Marenales no ha querido ocupar cargos en el gobierno. Hay quienes dicen que esta negativa responde a que está clínicamente loco -un oportuno sinónimo de “inadaptado”- pero quizás exista otra forma de verlo: para que haya un Mujica dirigiendo el país, debe haber un Marenales diciéndole al oído: no olvides.

—No olvides lo que alguna vez fuimos. No olvides el objetivo. Eso le digo. Lo que pasa es que lo veo cada vez menos.

En las casi inexistentes fotos de esa época, hay una imagen que lo tiene a Marenales de perfil. Es el año 1968, lo están llevando preso a Punta Carretas, y lo que se ve es un hombre de nariz recta, pelo renegrido, ceño fruncido y rostro hermético. El hombre sólido que Marenales fue y sigue siendo.
Un hombre planeando, en ese mismo instante, su fuga.

*

“Shopping Punta Carretas”: eso se lee en la entrada. El nombre está tallado sobre el ingreso al centro comercial, en un frontis de principios de siglo XX, en el mismo lugar donde antes decía “Cárcel de Punta Carretas”. Antes todo esto era gris, pero ahora tiene el color que la imaginación neoliberal reserva para estos casos: beige. Todas estas mierdas siempre son beige.
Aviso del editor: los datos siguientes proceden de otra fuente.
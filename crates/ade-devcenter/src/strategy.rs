//! Ways to list a project's environments.
//!
//! Older dev centers reject the current API version and some identities may
//! only list their own environments, so strategies are tried in
//! [`CHAIN`] order until one answers.

/// A single way of listing environments.
#[derive(Debug, Clone, Copy, PartialEq, Eq)]
pub enum ListStrategy {
  /// Every environment in the project, current API version.
  All,
  /// Every environment in the project, previous API version.
  AllLegacy,
  /// Only the environments of the calling identity.
  CurrentUser,
}

pub const CHAIN: [ListStrategy; 3] =
  [ListStrategy::All, ListStrategy::AllLegacy, ListStrategy::CurrentUser];

impl ListStrategy {
  pub fn name(self) -> &'static str {
    match self {
      Self::All => "all",
      Self::AllLegacy => "all-legacy",
      Self::CurrentUser => "current-user",
    }
  }

  fn api_version(self) -> &'static str {
    match self {
      Self::All | Self::CurrentUser => "2025-02-01",
      Self::AllLegacy => "2023-04-01",
    }
  }

  /// First-page URL for `project` under the dev center data-plane `endpoint`.
  pub fn url(self, endpoint: &str, project: &str) -> String {
    let endpoint = endpoint.trim_end_matches('/');
    let scope = match self {
      Self::All | Self::AllLegacy => "environments",
      Self::CurrentUser => "users/me/environments",
    };
    format!("{endpoint}/projects/{project}/{scope}?api-version={}", self.api_version())
  }
}
//! Authenticated JSON GETs against Azure endpoints.

use std::{collections::HashSet, sync::Arc};

use serde::de::DeserializeOwned;

use crate::{
  credential::CredentialProvider,
  error::{Error, Result},
  wire::Page,
};

/// Items collected from a paged listing.
#[derive(Debug)]
pub struct Paged<T> {
  pub items:       Vec<T>,
  /// Set when a page after the first failed; `items` holds what came before.
  pub interrupted: Option<Error>,
}

/// Cheap to clone: the inner [`reqwest::Client`] and credentials are shared.
#[derive(Debug)]
pub struct Http<C> {
  client:      reqwest::Client,
  credentials: Arc<C>,
}

impl<C> Clone for Http<C> {
  fn clone(&self) -> Self {
    Self { client: self.client.clone(), credentials: Arc::clone(&self.credentials) }
  }
}

impl<C: CredentialProvider> Http<C> {
  pub fn new(client: reqwest::Client, credentials: Arc<C>) -> Self { Self { client, credentials } }

  /// `GET url` with a bearer token for `resource`.
  pub async fn get_json<T: DeserializeOwned>(&self, url: &str, resource: &str) -> Result<T> {
    let token = self.credentials.token(resource).await?;
    let resp = self.client.get(url).bearer_auth(token.secret()).send().await?;

    let status = resp.status();
    if !status.is_success() {
      let body = resp.text().await.unwrap_or_default();
      return Err(Error::status(url, status, body));
    }
    Ok(resp.json().await?)
  }

  /// Follow `nextLink` until exhausted. A failure on the first page is an
  /// error; a later failure, or a link already followed, keeps the items
  /// already collected.
  pub async fn get_paged<T: DeserializeOwned>(&self, url: &str, resource: &str) -> Result<Paged<T>> {
    let first: Page<T> = self.get_json(url, resource).await?;
    let mut items = first.value;
    let mut next = first.next_link;
    let mut visited = HashSet::from([url.to_string()]);

    while let Some(link) = next.take() {
      if !visited.insert(link.clone()) {
        tracing::warn!(url = %link, "pagination cycle");
        return Ok(Paged { items, interrupted: Some(Error::PageCycle { url: link }) });
      }
      match self.get_json::<Page<T>>(&link, resource).await {
        Ok(page) => {
          items.extend(page.value);
          next = page.next_link;
        }
        Err(error) => {
          tracing::warn!(%error, url = %link, "pagination interrupted");
          return Ok(Paged { items, interrupted: Some(error) });
        }
      }
    }
    Ok(Paged { items, interrupted: None })
  }
}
A la izquierda del ingreso hay un Mc Café, a la derecha un restaurante que dice Johnny Walker, y al fondo está el shopping, que es igual a todos los shopping de la tierra: pisos relucientes, bolsas con moño y el vapor de una música que no llega a ser fea: es fría.

Cuesta imaginar en qué parte de este lugar habrá estado Mujica; en qué parte estos tipos habrán tramado su fuga. ¿En el local de Lacoste? ¿En el de medias Sylvana? Ahora hay un techo de vidrio y se puede ver el cielo, ¿pero antes? ¿Qué tamaño tenía el cielo de antes? En la sede del MLN-T, a espaldas de Julio Marenales, había una maqueta de la cárcel: se veía –en corte transversal- un penal de casi cuatrocientas celdas divididas en dos planchadas de cuatro pisos cada una, separadas por un patio central.

Allí –aquí-, en 1970, llegó Mujica con el cuerpo cosido a balazos, luego de haber pasado tres meses en el Hospital Militar. El derrotero había empezado tiempo atrás en el bar La Vía, el lugar al que había acudido Mujica –junto a otros tupamaros- para planificar el robo a una familia millonaria de apellido Mailhos. Esa noche un policía reconoció a Mujica acodado en la barra y llamó para pedir refuerzos. Cuando llegaron, Mujica ayudó a escapar a sus compañeros pero no pudo zafar. Un policía lo encañonó; estaba nervioso.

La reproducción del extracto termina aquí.